The first thing I saw when I opened Facebook was a family picture that aunt Violet uploaded last night. 

I did notice that Colin wasn't smiling like he usually is in every other picture, but it didn't matter. I shut down my laptop and resumed my self-pity party.

_I just wanna be happy._

-

_July 23 2012_

Dear diary,

Eloise showed up at my place today today. She bursted through my bedroom door yelling at me for not replying to anyone's text messages in the past two day. Then she saw me.

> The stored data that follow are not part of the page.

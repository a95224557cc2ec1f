//! Volume-averaged, plane-wave demodulated field monitor
//!
//! The monitor samples one field component on a regular cell-centred pattern
//! covering the whole unit cell and multiplies each sample by `exp(i K·r)`,
//! undoing the phase forced by the current source. What remains is the slowly
//! varying envelope used for homogenisation.

use crate::domain::maxwell::Engine;
use crate::engine::array::Complex64;
use crate::error::{Error, Result};
use crate::grid::{Component, FieldKind};
use num_traits::Zero;

/// Samples per axis used when none are given
pub const DEFAULT_SAMPLE_COUNTS: [usize; 3] = [1, 5, 3];

/// Records the demodulated volume average of one component over time
#[derive(Debug, Clone)]
pub struct AmplitudeMonitor {
    pub component: Component,
    /// Extent of the sampled box, centred on the origin (m)
    pub size: [f64; 3],
    /// Forced wavevector (rad/m)
    pub k: [f64; 3],
    counts: [usize; 3],
    times: Vec<f64>,
    values: Vec<Complex64>,
}

impl AmplitudeMonitor {
    pub fn new(component: Component, size: [f64; 3], k: [f64; 3]) -> Self {
        Self {
            component,
            size,
            k,
            counts: DEFAULT_SAMPLE_COUNTS,
            times: Vec::new(),
            values: Vec::new(),
        }
    }

    pub fn with_sample_counts(mut self, counts: [usize; 3]) -> Self {
        self.counts = counts.map(|n| n.max(1));
        self
    }

    /// Cell-centred sample positions: `(i + ½)·size/n − size/2` per axis
    pub fn sample_positions(&self) -> Vec<[f64; 3]> {
        let coords: [Vec<f64>; 3] = std::array::from_fn(|a| {
            let n = self.counts[a];
            let step = self.size[a] / n as f64;
            (0..n)
                .map(|i| (i as f64 + 0.5) * step - 0.5 * self.size[a])
                .collect()
        });
        let mut positions = Vec::with_capacity(self.counts.iter().product());
        for &x in &coords[0] {
            for &y in &coords[1] {
                for &z in &coords[2] {
                    positions.push([x, y, z]);
                }
            }
        }
        positions
    }

    /// Demodulated average of the component over the sample pattern
    ///
    /// Each sample is taken at the nearest grid node and demodulated with
    /// that node's exact position.
    pub fn average_field(&self, engine: &Engine) -> Complex64 {
        let grid = engine.grid();
        let positions = self.sample_positions();
        let sum = positions
            .iter()
            .map(|&p| {
                let idx = grid.nearest_index(self.component, p);
                let r = grid.position(self.component, idx);
                let phase = self.k[0] * r[0] + self.k[1] * r[1] + self.k[2] * r[2];
                engine.fields().array(self.component).data[idx] * Complex64::from_polar(1.0, phase)
            })
            .fold(Complex64::zero(), |acc, v| acc + v);
        sum / positions.len() as f64
    }

    /// Append the current demodulated average
    pub fn record(&mut self, engine: &Engine) -> Result<()> {
        let value = self.average_field(engine);
        if !(value.re.is_finite() && value.im.is_finite()) {
            return Err(Error::Diverged {
                time: engine.time(),
            });
        }
        self.times.push(engine.time());
        self.values.push(value);
        Ok(())
    }

    pub fn times(&self) -> &[f64] {
        &self.times
    }

    pub fn values(&self) -> &[Complex64] {
        &self.values
    }

    pub fn len(&self) -> usize {
        self.values.len()
    }

    pub fn is_empty(&self) -> bool {
        self.values.is_empty()
    }

    /// Recorded waveform aligned to the electric time grid
    ///
    /// Electric samples are returned as recorded. Magnetic fields lag half a
    /// step behind the recorded time, so consecutive samples are averaged and
    /// the last time point is dropped. Series of one sample are returned as is.
    pub fn waveforms(&self) -> (Vec<f64>, Vec<Complex64>) {
        if self.values.len() <= 1 || self.component.kind() == FieldKind::Electric {
            return (self.times.clone(), self.values.clone());
        }
        let n = self.values.len() - 1;
        let values = self
            .values
            .windows(2)
            .map(|w| (w[0] + w[1]) * 0.5)
            .collect();
        (self.times[..n].to_vec(), values)
    }
}
//! Waveform and marker files

use cdhsim::output::{write_marker, write_monitor_file};
use cdhsim::Complex64;
use std::fs;

#[test]
fn test_monitor_file_round_trip() {
    let dir = tempfile::tempdir().unwrap();
    let out = dir.path().join("cdh");
    let parameters = vec![
        ("cellsize".to_string(), "1e-4".to_string()),
        ("model".to_string(), "Fishnet".to_string()),
    ];
    let times = [1e-15, 2e-15, 3e-15];
    let values = [
        Complex64::new(1.5, -2.0),
        Complex64::new(-3.25e-7, 0.0),
        Complex64::new(0.0, 1e20),
    ];
    let path = write_monitor_file(&out, "Fishnet", &parameters, "Ex", &times, &values).unwrap();
    assert_eq!(path, out.join("Fishnet.dat"));

    let text = fs::read_to_string(&path).unwrap();
    let header: Vec<&str> = text.lines().take_while(|l| l.starts_with('#')).collect();
    assert_eq!(
        header,
        [
            "#param cellsize,1e-4",
            "#param model,Fishnet",
            "#x-column Time [s]",
            "#Column Ex real",
            "#Column Ex imag",
        ]
    );

    let rows: Vec<Vec<f64>> = text
        .lines()
        .filter(|l| !l.starts_with('#'))
        .map(|l| l.split_whitespace().map(|x| x.parse().unwrap()).collect())
        .collect();
    assert_eq!(rows.len(), 3);
    for ((row, t), v) in rows.iter().zip(times).zip(values) {
        assert_eq!(row.len(), 3);
        assert!((row[0] - t).abs() <= 1e-6 * t);
        assert!((row[1] - v.re).abs() <= 1e-6 * v.re.abs());
        assert!((row[2] - v.im).abs() <= 1e-6 * v.im.abs());
    }
    assert!(text.contains("-3.250000e-07 0.000000e+00"));
}

#[test]
fn test_marker_holds_plain_name() {
    let dir = tempfile::tempdir().unwrap();
    let marker = dir.path().join("last_simulation_name.dat");
    write_marker(&marker, "SphereWire").unwrap();
    write_marker(&marker, "RodArray").unwrap();
    assert_eq!(fs::read_to_string(&marker).unwrap(), "RodArray");
}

She forced me to eat, to shower, and to leave my bedroom. When I started crying after looking at a sunflower in my backyard, she pushed me back inside and watched a bunch of old X-Factor videos on YouTube with me.

_I just wanna be happy._

-

_July 24 2012_

Dear diary,

Eloise came back today and informed me that she'll be staying at my place until further notice. She brought a bag of clothes, a bunch of snacks and I heard her telling my mom she would even pay for rent, but she would stay at my place for the rest of this summer.

To be honest, I don't know if I love or hate her for this.

_I just wanna be happy._

-

_July 25 2012_

Dear diary,

Guess what? I woke up crying hahaha. Not funny, okay.

Anyway, El asked me if I would ever turn on my phone again. I told her that I might as well just throw it in the Thames since there's nothing there I would like to see it.

She stared at me but didn't say anything.

_I just wanna be happy._

-

_July 26 2012_

Dear diary,

Eloise went home to have lunch with her family today and I felt some kind of relief to be able to drown in my pain alone for a few hours. I spent most of the time looking at myself in the mirror and thinking how I could change the way that I look. Maybe I could find a way to be a little bit more... attractive.

When El got home I told her I wanted to dye my hair and get on a diet. She just stared at me and said we should probably talk about this another day.

_I just wanna be happy._

-

_July 27 2012_

Dear diary,

Will it ever stop hurting?

Lord, _I'd sniff glitter if it'd help me feel something_ different.

_I just wanna be happy._

-

_July 28 2012_

Dear diary,

It's been a week. One entire fucking week that i have been sobbing around my bedroom.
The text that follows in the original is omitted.